I recently encountered the problem of having to extract the main body content from a series of web pages, and to discard all of the ‘boiler plate’ — i.e. header, menus, footer, and advertising. The application was performing statistical comparisons between web pages, and although it was producing the correct answers for my test data, identical body text could produce wildly different statistical scores according to the amount of ‘junk’ boilerplate that was present. This article introduces the Boilerpipe library which can be used to perform this task.
Extracting the main content (‘body’) text from a web page is difficult for the general case. It would appear to lend itself to machine learning, and researchers have had some success in this arena. Specifically, Kohlschütter et al describe a particularly useful set of techniques in their 2010 paper Boilerplate Detection using Shallow Text Features. Kohlschütter has also implemented his algorithm as the open source Boilerpipe library. This is written in Java, which I am not currently using for natural language processing. However, there is the NBoilerpipe port for Mono, and the python-boilerpipe wrapper library for Python. I shall address NBoilerpipe in a future post, and discuss python-boilerpipe here.

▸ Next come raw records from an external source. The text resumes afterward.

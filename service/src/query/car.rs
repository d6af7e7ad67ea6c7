//! [`Query`] collection related to a single [`Car`].

use common::{
    operations::{By, Select},
    Date, DateRange,
};
use derive_more::{Display, Error, From};
use tracerr::Traced;

use crate::{
    domain::{car, Car},
    infra::{database, Database},
    read, Query, Service,
};

use super::DatabaseQuery;

/// Queries a [`Car`] by its [`car::Id`].
///
/// Unlisted [`Car`]s are returned too, as they're still referred by their
/// bookings.
pub type ById = DatabaseQuery<By<Option<Car>, car::Id>>;

/// [`Query`] checking whether a [`Car`] is free of bookings between the
/// provided [`Date`]s, both inclusive.
///
/// Only cancelled bookings don't occupy a [`Car`].
#[derive(Clone, Copy, Debug)]
pub struct IsAvailable {
    /// ID of the [`Car`] to check.
    pub car_id: car::Id,

    /// [`Date`] when the [`Car`] would be picked up.
    pub pickup_date: Date,

    /// [`Date`] when the [`Car`] would be returned.
    pub return_date: Date,
}

impl<Db> Query<IsAvailable> for Service<Db>
where
    Db: Database<
        Select<By<read::car::IsAvailable, (car::Id, DateRange)>>,
        Ok = read::car::IsAvailable,
        Err = Traced<database::Error>,
    >,
{
    type Ok = bool;
    type Err = Traced<ExecutionError>;

    async fn execute(&self, query: IsAvailable) -> Result<Self::Ok, Self::Err> {
        use ExecutionError as E;

        let IsAvailable {
            car_id,
            pickup_date,
            return_date,
        } = query;

        let period = DateRange::new(pickup_date, return_date)
            .ok_or(E::InvalidDateRange(pickup_date, return_date))
            .map_err(tracerr::wrap!())?;

        self.database()
            .execute(Select(By::<read::car::IsAvailable, _>::new((
                car_id, period,
            ))))
            .await
            .map(|available| *available)
            .map_err(tracerr::map_from_and_wrap!(=> E))
    }
}

/// Error of [`IsAvailable`] and [`Available`] [`Query`] execution.
///
/// [`Available`]: super::cars::Available
#[derive(Debug, Display, Error, From)]
pub enum ExecutionError {
    /// [`Database`] error.
    #[display("`Database` operation failed: {_0}")]
    Db(database::Error),

    /// Return [`Date`] doesn't go after the pickup one.
    #[display("Return date `{_1}` must be after pickup date `{_0}`")]
    #[from(ignore)]
    InvalidDateRange(Date, Date),
}

#[cfg(test)]
mod spec {
    use crate::{
        command::cancel_booking::spec::booking,
        domain::{booking::Status, user},
        infra::database::mock::fixture,
        Query as _,
    };

    use super::{ExecutionError, IsAvailable};

    #[tokio::test]
    async fn treats_boundaries_as_inclusive() {
        let svc = fixture::service();
        let db = svc.database().clone();
        let owner = fixture::user(&db, "owner", user::Role::Owner, None);
        let renter = fixture::user(&db, "renter", user::Role::User, None);
        let b = booking(
            &db,
            &owner,
            &renter,
            fixture::days(3, 6),
            Status::Pending,
        );

        for (pickup, ret, expected) in [
            (0, 2, true),
            (0, 3, false),
            (4, 5, false),
            (6, 8, false),
            (7, 9, true),
            (1, 10, false),
        ] {
            let available = svc
                .execute(IsAvailable {
                    car_id: b.car_id,
                    pickup_date: fixture::day(pickup),
                    return_date: fixture::day(ret),
                })
                .await
                .unwrap();
            assert_eq!(available, expected, "{pickup}..{ret}");
        }
    }

    #[tokio::test]
    async fn ignores_cancelled_bookings_only() {
        let svc = fixture::service();
        let db = svc.database().clone();
        let owner = fixture::user(&db, "owner", user::Role::Owner, None);
        let renter = fixture::user(&db, "renter", user::Role::User, None);

        for (status, expected) in [
            (Status::Cancelled, true),
            (Status::Completed, false),
            (Status::Confirmed, false),
        ] {
            let b = booking(&db, &owner, &renter, fixture::days(1, 2), status);
            let available = svc
                .execute(IsAvailable {
                    car_id: b.car_id,
                    pickup_date: fixture::day(1),
                    return_date: fixture::day(2),
                })
                .await
                .unwrap();
            assert_eq!(available, expected, "{status:?}");
        }
    }

    #[tokio::test]
    async fn rejects_empty_range() {
        let svc = fixture::service();
        let db = svc.database().clone();
        let owner = fixture::user(&db, "owner", user::Role::Owner, None);
        let car = fixture::car(&db, &owner, 1000);

        let err = svc
            .execute(IsAvailable {
                car_id: car.id,
                pickup_date: fixture::day(1),
                return_date: fixture::day(1),
            })
            .await
            .unwrap_err();

        assert!(
            matches!(err.as_ref(), ExecutionError::InvalidDateRange(..)),
            "{err}",
        );
    }
}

The project home and library downloads for python-boilerpipe can be found at: http://code.google.com/p/boilerpipe/ . The installer will download Boilerpipe on its own, but it does have some pre-requisites. You must have Java installed, and the JAVA_HOME enviroment variable must be set. It also requires JPype (as a Java-Python bridge). I had quite a few problems installing these on my Python (Ubuntu) development environment, but I am not a Linux guru and I have limited Java installation experience. The main problem was that JPype could not find the Java runtime library (libjvm.so). Eventually I fixed this by editing python-boilerpipe’s __init__.py file to use an explicit path to libjvm.so.
Actual usage documentation for the python wrapper is limited, but luckily it is quite easy to use. For example, to load the library, and fetch a page for processing, use the following:
from boilerpip.extract import Extractor extractor = Extractor(extractor='ArticleExtractor', url="http://www.monlp.com")
Or if you have the page loaded as a string variable, you can use:
extractor = Extractor(extractor='ArticleExtractor', html=myWebPage)
Then the processed body text is read using the getText() or getHTML() methods:
processed_plaintext = extractor.getText() highlighted_html = extractor.getHTML()
Boilerpipe implements a number of extraction algorithms for different circumstances. ArticleExtractor is recommended for most cases, but it is specifically intended for news articles.
The only problem I have had so far is that Boilerpipe does not extract the title tag. Therefore my code fetches the web page and passes the text through BeautifulSoup to extract the title, and through Boilerpipe to extract the content text.
The original application that started this off, is firmly in the .NET environment. Luckily there is already a Mono port of Boilerpipe called NBoilerpipe. I shall be looking at this next.